### Problem to solve
Two lines in the listing below mark the span: one contains "if let Err(e) = serve_result" and one contains "filename proxy/src/resolver/cache.rs". Reproduce both of them and everything between, exactly.
[Raw data]
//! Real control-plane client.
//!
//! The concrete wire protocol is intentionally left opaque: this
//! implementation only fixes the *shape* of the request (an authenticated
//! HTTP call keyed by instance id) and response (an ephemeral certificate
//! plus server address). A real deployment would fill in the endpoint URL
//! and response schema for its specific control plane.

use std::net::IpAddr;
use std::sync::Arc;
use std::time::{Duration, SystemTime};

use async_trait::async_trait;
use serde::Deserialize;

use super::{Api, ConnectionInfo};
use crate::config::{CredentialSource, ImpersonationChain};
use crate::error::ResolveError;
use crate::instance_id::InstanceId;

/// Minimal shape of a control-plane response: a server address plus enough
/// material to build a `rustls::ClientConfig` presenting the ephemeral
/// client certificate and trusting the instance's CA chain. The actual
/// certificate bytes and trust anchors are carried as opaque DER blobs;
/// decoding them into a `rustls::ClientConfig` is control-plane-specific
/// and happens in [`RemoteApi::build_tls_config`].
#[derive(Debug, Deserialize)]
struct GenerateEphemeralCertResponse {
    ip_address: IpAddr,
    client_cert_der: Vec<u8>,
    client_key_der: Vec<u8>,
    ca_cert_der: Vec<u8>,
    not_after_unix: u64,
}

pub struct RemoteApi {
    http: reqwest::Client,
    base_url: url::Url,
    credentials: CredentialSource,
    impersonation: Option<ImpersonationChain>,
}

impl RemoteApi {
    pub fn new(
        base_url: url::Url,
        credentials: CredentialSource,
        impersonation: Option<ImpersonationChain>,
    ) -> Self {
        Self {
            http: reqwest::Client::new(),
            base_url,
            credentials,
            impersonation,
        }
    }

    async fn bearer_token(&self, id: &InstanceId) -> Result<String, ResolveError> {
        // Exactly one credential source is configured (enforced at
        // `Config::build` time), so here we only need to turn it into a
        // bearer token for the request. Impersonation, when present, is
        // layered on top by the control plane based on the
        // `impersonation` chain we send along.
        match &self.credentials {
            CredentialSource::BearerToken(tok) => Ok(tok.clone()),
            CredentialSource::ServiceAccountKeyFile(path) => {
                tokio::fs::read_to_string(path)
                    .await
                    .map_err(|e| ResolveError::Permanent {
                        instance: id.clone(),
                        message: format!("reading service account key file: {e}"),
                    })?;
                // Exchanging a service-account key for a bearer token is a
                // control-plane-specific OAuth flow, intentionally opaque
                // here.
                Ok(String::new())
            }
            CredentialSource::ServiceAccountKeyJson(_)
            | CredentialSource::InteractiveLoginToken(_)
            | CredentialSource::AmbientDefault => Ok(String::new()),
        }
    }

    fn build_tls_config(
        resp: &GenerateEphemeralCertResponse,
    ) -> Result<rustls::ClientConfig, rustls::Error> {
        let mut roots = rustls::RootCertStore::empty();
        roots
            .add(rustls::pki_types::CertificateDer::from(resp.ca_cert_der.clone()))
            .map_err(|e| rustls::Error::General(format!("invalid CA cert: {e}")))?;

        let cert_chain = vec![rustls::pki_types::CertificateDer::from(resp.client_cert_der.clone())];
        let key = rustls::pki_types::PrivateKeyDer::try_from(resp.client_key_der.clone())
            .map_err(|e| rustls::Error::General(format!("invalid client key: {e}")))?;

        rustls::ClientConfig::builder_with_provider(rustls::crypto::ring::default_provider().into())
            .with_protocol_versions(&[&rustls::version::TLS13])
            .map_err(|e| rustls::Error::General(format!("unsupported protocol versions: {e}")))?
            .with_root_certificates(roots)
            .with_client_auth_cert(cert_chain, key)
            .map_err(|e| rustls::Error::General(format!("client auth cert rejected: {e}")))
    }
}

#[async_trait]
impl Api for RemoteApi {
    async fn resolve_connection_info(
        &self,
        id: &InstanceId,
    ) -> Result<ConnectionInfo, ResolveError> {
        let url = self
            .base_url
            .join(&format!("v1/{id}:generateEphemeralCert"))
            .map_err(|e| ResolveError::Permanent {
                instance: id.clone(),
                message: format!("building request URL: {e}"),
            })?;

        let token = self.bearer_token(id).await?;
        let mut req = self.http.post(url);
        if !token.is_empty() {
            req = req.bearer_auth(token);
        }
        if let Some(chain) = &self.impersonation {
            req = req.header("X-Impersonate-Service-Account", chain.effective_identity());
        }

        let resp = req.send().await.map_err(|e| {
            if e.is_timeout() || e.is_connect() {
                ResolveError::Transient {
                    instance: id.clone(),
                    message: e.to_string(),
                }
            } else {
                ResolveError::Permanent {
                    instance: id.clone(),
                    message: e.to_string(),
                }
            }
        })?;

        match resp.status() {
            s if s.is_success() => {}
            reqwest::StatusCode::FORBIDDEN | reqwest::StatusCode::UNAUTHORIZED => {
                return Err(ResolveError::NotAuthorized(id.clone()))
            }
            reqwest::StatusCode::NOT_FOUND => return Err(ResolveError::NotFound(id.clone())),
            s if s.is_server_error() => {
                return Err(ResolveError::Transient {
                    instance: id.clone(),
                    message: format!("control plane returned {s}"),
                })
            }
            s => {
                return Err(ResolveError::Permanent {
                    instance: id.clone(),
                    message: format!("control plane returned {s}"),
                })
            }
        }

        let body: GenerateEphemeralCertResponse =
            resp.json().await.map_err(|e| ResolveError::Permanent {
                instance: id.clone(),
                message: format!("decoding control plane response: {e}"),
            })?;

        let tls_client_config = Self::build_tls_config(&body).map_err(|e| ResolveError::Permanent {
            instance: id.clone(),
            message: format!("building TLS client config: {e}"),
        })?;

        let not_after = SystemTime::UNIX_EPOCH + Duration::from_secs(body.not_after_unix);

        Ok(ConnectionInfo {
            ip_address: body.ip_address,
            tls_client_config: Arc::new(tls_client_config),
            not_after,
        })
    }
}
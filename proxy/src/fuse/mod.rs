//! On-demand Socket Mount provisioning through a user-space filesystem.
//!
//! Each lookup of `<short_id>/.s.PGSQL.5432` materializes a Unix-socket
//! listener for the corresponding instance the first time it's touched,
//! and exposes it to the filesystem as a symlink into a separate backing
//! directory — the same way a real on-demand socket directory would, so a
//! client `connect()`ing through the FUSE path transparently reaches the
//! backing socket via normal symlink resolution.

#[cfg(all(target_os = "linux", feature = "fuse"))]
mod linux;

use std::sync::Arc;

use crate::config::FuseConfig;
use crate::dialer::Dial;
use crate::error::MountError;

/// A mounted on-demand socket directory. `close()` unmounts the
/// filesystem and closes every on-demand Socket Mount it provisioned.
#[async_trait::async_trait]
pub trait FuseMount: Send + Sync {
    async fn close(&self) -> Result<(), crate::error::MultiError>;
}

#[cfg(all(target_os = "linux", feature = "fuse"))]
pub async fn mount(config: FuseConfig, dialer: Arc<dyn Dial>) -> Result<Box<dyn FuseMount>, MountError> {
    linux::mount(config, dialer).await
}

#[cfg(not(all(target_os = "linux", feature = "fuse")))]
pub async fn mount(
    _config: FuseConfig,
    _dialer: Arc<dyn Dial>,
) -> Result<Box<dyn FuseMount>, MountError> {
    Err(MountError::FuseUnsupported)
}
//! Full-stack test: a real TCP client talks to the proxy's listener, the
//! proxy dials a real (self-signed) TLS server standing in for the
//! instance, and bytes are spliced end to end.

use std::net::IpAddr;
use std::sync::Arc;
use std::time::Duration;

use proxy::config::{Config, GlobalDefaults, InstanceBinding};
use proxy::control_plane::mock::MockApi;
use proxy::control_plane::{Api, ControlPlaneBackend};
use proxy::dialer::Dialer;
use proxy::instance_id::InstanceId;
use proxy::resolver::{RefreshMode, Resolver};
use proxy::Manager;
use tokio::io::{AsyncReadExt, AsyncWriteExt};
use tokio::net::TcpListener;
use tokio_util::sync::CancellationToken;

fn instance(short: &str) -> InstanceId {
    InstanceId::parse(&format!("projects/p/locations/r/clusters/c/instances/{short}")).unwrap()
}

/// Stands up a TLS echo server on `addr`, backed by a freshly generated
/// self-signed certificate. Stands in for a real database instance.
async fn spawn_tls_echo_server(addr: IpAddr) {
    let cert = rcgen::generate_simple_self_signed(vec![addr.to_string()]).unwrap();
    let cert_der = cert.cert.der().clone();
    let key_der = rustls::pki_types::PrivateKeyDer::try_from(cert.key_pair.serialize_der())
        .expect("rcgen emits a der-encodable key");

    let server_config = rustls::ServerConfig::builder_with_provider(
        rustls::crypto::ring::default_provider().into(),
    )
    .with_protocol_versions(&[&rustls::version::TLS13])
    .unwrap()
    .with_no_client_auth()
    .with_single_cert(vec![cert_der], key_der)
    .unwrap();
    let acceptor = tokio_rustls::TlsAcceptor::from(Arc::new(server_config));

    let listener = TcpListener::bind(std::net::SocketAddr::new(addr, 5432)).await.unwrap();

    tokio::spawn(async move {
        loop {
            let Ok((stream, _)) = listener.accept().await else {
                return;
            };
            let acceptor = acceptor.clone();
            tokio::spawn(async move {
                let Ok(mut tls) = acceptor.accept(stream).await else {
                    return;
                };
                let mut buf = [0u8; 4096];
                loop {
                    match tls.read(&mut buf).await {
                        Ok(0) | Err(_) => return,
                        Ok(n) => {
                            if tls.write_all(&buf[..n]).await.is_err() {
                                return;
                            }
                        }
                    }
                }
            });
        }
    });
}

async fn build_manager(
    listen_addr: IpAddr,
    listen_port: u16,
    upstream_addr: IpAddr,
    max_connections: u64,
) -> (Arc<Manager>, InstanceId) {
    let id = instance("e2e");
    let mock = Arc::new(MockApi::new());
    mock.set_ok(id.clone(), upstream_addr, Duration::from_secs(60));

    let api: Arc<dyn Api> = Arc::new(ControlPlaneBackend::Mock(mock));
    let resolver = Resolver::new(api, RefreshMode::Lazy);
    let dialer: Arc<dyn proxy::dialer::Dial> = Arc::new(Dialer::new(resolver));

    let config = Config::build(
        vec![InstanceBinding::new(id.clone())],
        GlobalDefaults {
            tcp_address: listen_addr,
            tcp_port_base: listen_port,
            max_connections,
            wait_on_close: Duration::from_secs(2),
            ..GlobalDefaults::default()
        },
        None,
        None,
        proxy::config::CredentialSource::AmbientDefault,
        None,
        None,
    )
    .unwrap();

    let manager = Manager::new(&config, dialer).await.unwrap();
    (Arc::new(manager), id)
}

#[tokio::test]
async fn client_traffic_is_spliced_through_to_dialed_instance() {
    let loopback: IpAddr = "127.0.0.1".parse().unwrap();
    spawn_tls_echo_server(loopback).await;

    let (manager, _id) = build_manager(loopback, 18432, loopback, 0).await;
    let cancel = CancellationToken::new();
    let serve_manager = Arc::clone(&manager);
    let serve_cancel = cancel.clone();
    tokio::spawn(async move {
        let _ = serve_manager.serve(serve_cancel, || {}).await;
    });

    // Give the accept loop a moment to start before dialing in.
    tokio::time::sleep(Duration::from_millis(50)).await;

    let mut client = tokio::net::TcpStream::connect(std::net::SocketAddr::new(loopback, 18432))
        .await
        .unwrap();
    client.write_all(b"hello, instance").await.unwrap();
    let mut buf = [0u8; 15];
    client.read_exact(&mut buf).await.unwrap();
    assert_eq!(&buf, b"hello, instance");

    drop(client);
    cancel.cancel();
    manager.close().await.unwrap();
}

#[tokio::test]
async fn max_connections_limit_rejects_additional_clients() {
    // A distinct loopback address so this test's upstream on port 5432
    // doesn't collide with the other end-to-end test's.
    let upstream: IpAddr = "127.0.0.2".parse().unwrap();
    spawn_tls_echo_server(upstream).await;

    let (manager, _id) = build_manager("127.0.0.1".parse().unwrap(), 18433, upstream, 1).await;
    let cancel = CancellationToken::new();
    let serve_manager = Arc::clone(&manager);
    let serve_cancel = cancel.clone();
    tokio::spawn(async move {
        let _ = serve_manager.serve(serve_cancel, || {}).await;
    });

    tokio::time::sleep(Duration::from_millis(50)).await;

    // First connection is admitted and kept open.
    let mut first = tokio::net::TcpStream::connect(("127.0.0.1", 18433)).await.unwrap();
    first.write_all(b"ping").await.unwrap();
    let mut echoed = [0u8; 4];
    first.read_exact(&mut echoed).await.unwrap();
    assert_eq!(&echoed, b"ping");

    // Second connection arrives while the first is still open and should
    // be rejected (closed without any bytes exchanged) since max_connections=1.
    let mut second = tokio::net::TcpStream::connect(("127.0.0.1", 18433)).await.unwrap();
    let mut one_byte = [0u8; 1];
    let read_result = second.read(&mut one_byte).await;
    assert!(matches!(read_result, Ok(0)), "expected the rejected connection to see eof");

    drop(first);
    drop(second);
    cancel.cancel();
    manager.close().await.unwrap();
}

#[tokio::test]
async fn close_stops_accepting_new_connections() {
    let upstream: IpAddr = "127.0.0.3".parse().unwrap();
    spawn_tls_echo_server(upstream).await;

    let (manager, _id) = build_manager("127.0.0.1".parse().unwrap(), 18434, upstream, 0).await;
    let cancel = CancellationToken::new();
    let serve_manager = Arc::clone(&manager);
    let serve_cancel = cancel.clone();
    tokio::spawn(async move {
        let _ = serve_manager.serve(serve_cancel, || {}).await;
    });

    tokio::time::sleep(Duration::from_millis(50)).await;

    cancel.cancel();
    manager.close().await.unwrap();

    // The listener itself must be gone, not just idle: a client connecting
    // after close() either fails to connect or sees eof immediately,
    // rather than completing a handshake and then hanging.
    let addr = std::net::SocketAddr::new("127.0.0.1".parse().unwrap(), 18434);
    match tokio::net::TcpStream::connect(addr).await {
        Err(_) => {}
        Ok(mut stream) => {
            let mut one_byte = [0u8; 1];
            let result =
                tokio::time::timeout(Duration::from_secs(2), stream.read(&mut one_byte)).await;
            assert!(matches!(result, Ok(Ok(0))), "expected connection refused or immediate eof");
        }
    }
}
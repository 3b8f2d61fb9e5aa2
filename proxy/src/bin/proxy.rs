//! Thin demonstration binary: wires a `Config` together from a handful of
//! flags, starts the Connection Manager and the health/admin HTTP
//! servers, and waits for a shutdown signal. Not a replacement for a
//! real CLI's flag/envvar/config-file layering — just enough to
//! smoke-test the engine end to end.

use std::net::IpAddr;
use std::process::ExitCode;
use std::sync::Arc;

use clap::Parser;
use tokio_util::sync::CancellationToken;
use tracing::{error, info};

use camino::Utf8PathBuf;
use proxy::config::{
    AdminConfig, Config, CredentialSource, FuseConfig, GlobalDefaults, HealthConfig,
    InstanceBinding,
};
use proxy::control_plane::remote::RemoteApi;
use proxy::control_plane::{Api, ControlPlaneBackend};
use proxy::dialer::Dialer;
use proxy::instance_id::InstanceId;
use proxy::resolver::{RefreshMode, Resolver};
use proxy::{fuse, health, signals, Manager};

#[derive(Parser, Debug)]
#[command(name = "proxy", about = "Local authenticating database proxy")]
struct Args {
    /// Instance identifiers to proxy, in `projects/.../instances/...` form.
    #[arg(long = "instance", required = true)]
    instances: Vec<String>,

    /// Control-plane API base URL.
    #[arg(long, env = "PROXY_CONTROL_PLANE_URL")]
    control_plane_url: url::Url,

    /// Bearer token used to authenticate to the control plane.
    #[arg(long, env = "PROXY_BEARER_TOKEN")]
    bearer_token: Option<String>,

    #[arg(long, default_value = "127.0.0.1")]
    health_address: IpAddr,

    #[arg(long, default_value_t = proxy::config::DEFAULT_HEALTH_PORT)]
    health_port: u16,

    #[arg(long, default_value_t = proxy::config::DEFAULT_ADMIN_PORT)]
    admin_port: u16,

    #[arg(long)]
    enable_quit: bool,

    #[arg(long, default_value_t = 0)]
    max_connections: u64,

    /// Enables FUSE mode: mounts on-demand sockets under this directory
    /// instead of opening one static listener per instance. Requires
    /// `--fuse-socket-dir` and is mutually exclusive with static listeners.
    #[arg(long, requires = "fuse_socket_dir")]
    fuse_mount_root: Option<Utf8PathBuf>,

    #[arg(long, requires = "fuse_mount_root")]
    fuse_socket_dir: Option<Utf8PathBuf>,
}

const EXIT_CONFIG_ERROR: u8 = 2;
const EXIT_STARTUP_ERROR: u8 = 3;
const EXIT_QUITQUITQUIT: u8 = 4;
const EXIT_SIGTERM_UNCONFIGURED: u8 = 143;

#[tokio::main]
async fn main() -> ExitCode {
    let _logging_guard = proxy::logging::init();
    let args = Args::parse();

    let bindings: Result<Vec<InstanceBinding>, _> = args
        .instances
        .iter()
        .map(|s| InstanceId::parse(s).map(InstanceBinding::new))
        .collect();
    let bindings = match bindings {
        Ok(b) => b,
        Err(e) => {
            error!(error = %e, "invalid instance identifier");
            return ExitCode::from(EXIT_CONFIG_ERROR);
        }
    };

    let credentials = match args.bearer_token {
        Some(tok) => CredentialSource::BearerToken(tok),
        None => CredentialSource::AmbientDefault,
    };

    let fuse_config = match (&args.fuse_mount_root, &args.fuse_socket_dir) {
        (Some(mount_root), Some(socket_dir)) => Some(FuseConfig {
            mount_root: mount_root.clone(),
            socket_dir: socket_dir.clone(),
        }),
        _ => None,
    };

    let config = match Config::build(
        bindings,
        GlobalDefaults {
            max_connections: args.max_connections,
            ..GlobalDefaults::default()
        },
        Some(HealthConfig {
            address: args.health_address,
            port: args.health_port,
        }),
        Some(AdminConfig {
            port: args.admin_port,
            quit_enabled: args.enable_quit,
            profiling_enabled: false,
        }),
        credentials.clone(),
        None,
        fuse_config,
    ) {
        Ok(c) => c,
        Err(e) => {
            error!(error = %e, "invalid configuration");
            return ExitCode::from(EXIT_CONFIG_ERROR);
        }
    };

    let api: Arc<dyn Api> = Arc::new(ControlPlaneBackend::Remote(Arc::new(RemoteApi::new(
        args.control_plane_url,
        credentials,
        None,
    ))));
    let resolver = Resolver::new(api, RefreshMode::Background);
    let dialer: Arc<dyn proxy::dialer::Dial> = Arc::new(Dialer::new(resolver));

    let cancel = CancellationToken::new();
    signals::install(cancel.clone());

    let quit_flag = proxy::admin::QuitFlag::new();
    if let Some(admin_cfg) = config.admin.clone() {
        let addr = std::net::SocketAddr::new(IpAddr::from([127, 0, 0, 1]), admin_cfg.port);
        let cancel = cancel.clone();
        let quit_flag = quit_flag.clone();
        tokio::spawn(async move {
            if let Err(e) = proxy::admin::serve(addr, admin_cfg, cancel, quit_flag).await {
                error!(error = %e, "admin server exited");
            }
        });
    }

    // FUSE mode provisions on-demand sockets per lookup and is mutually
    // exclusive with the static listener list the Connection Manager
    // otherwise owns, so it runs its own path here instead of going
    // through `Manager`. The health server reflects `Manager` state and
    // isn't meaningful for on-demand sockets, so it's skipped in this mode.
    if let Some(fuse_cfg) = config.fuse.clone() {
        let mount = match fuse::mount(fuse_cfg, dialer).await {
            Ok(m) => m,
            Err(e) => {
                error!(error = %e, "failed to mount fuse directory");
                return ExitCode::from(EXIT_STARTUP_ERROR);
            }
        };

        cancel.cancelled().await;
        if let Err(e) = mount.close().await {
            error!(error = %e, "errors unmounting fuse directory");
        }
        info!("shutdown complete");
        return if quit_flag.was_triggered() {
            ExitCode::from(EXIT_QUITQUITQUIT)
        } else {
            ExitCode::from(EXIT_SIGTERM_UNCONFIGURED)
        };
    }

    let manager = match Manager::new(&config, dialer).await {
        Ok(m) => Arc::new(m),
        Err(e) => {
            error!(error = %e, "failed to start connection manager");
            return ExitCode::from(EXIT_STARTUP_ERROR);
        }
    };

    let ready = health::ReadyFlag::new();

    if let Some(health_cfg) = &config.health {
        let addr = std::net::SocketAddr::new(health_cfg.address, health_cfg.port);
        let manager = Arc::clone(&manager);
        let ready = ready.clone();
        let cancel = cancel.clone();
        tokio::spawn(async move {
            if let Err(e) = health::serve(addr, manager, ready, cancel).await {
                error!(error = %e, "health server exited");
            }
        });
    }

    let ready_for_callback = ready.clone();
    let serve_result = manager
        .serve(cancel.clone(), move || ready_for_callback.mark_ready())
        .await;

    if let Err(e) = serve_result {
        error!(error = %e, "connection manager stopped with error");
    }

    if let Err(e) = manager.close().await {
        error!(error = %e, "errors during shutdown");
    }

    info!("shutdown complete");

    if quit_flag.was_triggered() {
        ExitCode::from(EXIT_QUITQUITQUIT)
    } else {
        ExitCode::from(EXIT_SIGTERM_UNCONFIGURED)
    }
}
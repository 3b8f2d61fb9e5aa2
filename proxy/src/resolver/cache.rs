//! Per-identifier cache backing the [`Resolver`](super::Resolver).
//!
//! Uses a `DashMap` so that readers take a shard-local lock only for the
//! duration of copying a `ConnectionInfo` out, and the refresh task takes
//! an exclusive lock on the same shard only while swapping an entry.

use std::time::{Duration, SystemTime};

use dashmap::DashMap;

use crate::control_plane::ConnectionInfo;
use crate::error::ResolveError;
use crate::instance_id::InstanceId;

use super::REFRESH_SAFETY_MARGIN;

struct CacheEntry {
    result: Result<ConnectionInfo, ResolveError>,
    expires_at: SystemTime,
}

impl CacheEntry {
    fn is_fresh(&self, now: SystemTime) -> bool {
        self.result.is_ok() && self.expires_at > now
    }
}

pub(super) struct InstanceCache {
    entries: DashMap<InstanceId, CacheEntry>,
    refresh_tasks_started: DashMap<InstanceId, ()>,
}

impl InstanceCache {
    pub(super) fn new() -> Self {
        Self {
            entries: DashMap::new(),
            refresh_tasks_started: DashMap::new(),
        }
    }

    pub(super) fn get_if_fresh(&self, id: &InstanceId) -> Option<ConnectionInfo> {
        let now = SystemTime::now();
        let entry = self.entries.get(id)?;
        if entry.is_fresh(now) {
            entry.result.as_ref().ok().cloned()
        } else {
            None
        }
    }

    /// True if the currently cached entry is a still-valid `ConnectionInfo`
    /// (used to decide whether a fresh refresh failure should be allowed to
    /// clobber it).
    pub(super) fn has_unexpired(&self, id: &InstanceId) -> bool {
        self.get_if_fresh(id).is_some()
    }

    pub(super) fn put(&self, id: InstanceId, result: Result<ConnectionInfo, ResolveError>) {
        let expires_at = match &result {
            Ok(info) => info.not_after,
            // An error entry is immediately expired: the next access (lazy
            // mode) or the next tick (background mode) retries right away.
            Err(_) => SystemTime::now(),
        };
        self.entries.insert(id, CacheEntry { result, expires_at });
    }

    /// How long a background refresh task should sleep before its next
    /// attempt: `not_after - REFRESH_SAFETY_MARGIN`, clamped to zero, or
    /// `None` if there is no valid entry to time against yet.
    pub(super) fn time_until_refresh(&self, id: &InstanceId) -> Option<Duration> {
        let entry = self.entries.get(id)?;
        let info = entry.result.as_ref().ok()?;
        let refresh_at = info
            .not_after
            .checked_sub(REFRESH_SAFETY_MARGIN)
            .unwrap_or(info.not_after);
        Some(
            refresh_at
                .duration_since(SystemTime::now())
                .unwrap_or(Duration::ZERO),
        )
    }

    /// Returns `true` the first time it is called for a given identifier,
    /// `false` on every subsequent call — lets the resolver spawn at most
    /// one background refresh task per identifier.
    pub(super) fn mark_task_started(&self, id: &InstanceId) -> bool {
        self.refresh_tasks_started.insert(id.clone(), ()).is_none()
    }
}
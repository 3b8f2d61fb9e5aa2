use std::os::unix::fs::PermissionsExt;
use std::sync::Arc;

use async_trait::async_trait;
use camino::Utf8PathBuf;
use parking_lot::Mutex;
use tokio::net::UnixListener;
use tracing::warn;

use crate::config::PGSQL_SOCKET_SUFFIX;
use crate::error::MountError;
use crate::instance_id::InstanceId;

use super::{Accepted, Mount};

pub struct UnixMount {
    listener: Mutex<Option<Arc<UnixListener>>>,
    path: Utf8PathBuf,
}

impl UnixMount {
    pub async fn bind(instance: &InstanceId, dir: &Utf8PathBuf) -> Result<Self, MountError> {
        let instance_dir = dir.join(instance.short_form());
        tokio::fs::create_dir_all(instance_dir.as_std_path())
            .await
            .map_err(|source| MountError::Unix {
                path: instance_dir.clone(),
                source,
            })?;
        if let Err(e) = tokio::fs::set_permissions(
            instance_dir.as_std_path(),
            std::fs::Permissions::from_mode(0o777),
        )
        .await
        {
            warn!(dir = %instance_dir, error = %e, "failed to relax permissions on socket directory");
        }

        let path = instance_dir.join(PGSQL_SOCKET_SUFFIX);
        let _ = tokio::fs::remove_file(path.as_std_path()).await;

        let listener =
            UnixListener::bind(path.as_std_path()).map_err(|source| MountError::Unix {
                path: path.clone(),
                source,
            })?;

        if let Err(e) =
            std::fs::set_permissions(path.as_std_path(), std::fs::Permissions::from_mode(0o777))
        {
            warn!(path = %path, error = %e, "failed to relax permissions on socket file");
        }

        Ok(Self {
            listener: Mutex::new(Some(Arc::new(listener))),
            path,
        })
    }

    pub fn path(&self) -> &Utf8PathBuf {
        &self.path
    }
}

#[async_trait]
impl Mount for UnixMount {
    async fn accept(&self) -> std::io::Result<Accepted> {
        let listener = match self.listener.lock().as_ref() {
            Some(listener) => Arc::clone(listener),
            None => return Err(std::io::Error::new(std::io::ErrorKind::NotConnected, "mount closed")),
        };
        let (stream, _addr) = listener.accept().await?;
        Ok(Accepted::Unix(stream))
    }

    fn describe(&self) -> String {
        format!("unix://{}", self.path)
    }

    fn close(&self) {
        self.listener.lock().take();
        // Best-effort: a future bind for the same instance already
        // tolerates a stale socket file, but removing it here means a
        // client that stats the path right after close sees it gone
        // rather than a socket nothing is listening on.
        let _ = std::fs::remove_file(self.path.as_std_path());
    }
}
[/Raw data]
### Final answer
    if let Err(e) = serve_result {
        error!(error = %e, "connection manager stopped with error");
    }

    if let Err(e) = manager.close().await {
        error!(error = %e, "errors during shutdown");
    }

    info!("shutdown complete");

    if quit_flag.was_triggered() {
        ExitCode::from(EXIT_QUITQUITQUIT)
    } else {
        ExitCode::from(EXIT_SIGTERM_UNCONFIGURED)
    }
}
repository 3b8f2d61fb9e5aa2
filename proxy/src/resolver/cache.rs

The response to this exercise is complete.